Directions for this task | From the entries below, gather each line containing the word "unknown".

:: Records for the task ::

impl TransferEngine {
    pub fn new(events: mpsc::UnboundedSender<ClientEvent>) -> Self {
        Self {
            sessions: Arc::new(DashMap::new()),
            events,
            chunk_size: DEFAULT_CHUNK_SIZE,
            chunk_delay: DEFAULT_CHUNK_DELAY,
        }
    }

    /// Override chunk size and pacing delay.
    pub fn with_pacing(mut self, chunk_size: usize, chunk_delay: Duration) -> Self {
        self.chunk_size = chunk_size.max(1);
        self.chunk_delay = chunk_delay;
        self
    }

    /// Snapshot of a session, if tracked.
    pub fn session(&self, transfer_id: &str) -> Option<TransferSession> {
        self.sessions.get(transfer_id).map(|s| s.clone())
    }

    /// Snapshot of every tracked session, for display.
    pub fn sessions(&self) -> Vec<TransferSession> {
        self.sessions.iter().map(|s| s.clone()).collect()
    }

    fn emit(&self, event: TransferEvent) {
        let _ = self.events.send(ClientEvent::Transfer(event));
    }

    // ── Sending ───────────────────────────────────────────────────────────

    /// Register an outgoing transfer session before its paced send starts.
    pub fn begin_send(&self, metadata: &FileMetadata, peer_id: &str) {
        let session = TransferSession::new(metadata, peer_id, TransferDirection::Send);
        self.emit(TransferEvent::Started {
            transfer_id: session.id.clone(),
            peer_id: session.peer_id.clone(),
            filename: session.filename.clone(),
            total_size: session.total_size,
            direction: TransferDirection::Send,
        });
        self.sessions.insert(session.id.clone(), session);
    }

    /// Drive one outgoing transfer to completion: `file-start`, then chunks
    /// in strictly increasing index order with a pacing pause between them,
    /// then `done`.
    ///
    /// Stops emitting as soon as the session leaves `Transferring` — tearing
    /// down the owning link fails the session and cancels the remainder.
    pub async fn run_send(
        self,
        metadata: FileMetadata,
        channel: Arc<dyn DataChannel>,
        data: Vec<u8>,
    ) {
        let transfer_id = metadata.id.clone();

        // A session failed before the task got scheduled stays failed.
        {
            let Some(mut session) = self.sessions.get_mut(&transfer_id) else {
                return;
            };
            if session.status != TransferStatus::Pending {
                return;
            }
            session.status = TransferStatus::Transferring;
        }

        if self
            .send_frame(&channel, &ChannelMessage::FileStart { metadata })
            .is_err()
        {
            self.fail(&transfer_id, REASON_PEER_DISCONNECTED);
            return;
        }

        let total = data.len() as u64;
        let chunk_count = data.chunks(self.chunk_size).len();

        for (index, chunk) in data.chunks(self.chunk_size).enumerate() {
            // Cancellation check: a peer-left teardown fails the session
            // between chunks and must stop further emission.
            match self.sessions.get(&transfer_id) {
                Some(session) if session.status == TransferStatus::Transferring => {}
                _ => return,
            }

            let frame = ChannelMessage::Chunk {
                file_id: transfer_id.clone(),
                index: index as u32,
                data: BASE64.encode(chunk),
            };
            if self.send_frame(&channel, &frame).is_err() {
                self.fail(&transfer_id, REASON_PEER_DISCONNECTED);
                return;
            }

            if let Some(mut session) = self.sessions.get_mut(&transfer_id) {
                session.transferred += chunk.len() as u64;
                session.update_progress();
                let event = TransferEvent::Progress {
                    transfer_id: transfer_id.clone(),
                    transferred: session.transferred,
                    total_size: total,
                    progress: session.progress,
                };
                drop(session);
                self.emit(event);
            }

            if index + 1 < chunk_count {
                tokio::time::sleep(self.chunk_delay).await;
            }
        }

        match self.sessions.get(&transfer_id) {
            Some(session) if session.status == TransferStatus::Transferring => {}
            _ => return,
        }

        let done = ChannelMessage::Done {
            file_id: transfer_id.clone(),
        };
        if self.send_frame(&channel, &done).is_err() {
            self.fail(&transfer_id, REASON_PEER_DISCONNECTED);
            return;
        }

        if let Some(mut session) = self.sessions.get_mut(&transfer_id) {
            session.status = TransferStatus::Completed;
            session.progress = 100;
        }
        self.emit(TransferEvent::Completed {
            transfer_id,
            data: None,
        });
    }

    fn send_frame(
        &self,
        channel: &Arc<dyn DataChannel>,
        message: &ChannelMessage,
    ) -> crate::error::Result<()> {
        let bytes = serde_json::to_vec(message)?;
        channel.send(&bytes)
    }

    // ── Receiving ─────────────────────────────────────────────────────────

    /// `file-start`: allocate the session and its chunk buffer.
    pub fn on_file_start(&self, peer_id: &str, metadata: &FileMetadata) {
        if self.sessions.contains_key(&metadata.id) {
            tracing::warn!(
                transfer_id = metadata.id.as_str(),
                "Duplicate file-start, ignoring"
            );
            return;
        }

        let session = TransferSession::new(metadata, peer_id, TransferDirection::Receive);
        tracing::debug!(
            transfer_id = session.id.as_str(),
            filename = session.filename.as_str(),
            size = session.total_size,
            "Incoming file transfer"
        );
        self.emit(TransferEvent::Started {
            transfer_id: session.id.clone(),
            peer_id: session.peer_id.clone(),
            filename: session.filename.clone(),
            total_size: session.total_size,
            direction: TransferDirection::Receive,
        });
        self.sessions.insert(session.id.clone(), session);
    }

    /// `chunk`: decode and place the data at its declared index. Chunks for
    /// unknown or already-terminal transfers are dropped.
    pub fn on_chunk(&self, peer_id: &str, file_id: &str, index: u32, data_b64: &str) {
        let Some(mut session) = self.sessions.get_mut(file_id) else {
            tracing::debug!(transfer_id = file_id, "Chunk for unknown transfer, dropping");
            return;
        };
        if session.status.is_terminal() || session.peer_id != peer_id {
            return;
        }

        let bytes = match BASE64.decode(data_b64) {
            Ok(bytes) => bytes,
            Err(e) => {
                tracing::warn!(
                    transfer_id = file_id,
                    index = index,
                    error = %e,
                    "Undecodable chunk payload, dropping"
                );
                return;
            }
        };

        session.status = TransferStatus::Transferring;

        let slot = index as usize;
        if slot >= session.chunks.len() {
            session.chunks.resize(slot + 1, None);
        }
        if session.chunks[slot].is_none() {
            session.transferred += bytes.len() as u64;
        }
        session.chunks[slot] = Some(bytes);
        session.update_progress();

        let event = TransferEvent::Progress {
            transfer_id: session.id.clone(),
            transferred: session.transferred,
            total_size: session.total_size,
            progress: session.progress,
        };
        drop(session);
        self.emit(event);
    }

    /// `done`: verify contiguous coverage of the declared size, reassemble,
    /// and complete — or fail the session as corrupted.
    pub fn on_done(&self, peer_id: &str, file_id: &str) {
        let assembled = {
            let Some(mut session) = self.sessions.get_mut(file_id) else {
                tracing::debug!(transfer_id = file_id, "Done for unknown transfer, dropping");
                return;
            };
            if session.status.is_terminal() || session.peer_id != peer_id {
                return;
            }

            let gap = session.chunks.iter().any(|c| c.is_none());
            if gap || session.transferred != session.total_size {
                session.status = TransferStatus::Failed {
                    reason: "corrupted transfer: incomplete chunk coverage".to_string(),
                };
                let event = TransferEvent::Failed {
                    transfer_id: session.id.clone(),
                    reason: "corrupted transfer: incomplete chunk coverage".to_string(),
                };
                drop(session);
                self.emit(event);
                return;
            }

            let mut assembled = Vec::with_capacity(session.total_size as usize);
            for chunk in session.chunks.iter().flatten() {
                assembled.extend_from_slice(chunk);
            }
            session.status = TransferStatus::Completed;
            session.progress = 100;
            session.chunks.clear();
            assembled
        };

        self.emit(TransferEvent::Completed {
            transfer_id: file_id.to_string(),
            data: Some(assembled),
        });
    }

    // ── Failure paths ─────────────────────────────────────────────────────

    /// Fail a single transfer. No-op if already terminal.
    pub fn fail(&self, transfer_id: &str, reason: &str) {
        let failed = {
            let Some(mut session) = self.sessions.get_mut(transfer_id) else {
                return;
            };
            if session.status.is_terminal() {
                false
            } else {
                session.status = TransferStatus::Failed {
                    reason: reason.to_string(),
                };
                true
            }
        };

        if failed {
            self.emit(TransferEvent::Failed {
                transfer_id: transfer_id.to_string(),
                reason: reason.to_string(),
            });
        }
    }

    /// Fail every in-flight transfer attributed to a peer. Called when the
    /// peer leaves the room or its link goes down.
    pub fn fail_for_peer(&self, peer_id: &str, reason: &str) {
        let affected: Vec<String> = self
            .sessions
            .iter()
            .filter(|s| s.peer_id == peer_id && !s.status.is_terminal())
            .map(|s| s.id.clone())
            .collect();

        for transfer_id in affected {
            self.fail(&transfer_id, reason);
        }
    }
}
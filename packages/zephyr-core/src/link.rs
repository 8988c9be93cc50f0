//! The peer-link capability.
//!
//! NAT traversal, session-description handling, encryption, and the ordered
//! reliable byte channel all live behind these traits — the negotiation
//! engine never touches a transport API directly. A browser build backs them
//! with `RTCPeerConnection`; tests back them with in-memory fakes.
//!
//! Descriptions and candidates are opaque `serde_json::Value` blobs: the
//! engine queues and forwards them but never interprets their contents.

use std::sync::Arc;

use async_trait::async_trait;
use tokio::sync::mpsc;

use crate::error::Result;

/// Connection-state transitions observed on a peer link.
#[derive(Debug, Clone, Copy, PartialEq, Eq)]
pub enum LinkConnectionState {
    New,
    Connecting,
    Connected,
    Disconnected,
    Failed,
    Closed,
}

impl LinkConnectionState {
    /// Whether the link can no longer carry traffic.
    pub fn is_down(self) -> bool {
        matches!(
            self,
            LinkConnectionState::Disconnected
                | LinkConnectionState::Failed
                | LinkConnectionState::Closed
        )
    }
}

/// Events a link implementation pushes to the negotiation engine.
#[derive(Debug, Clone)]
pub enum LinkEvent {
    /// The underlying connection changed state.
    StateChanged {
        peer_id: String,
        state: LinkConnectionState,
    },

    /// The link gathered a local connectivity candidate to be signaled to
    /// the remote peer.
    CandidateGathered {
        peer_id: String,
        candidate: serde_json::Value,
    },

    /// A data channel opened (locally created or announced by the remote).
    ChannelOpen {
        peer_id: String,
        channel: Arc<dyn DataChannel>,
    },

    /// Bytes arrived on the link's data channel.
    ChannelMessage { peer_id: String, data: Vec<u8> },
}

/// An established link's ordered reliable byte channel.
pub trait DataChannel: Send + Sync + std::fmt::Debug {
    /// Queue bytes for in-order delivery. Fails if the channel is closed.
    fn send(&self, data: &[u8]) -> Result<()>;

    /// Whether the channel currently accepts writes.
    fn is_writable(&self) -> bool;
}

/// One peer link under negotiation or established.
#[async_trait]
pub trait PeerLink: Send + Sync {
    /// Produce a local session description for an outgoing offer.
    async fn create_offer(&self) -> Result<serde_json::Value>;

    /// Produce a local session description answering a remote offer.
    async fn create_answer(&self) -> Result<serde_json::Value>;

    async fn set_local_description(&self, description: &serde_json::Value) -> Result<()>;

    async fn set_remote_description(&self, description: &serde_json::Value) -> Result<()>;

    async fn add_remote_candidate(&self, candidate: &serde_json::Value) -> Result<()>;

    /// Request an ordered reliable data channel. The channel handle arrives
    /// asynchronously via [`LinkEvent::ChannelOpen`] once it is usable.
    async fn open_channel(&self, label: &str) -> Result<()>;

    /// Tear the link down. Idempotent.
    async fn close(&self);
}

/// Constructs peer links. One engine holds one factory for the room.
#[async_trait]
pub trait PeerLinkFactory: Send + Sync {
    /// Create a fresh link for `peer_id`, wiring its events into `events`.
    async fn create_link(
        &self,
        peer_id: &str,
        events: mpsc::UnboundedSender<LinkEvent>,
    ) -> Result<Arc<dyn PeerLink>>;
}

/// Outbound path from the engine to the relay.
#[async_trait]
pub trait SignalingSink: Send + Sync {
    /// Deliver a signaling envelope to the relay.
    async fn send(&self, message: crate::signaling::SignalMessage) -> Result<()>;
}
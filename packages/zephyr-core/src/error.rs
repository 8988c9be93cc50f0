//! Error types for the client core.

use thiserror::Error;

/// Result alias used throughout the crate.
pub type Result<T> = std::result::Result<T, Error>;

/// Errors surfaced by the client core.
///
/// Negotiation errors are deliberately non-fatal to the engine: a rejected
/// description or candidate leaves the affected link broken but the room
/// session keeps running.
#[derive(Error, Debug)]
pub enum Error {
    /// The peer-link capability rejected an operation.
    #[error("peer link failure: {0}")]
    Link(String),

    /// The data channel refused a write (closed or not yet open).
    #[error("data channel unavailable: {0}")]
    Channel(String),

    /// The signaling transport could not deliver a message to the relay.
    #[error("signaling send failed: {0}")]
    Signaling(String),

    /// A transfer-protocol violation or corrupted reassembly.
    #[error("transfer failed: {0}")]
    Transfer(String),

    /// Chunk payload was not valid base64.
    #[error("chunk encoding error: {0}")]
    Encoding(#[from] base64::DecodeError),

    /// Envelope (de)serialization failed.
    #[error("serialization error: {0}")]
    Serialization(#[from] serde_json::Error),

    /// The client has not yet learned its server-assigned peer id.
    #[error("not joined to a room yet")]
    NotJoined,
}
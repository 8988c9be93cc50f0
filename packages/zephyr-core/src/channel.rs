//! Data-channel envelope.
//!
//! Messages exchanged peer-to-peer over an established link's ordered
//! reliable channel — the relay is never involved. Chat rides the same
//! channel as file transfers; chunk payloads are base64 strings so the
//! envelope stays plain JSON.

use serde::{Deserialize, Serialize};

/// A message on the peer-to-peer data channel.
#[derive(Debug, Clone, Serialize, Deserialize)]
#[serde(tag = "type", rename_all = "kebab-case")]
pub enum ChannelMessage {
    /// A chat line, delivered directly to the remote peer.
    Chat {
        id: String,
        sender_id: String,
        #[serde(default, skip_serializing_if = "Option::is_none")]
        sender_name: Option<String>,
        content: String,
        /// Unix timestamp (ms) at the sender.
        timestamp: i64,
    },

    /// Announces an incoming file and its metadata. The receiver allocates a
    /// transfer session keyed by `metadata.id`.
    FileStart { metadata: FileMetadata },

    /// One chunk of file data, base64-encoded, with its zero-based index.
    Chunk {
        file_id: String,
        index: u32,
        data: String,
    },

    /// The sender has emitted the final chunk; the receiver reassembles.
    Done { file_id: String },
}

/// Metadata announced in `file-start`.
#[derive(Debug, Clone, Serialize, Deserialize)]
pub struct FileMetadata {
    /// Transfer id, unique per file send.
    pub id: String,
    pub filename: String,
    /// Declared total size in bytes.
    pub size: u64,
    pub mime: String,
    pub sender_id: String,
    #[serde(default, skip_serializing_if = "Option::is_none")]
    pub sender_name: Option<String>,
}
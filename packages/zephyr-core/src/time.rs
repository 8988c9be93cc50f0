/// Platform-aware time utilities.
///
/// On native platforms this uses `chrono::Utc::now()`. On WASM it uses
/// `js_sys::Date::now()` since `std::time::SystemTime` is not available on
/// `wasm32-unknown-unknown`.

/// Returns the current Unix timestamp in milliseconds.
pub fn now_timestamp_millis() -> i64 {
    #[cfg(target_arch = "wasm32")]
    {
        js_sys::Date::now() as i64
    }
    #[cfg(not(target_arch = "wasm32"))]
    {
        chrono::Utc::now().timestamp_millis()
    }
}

:::

Task result |
    /// unknown or already-terminal transfers are dropped.
            tracing::debug!(transfer_id = file_id, "Chunk for unknown transfer, dropping");
                tracing::debug!(transfer_id = file_id, "Done for unknown transfer, dropping");
/// `wasm32-unknown-unknown`.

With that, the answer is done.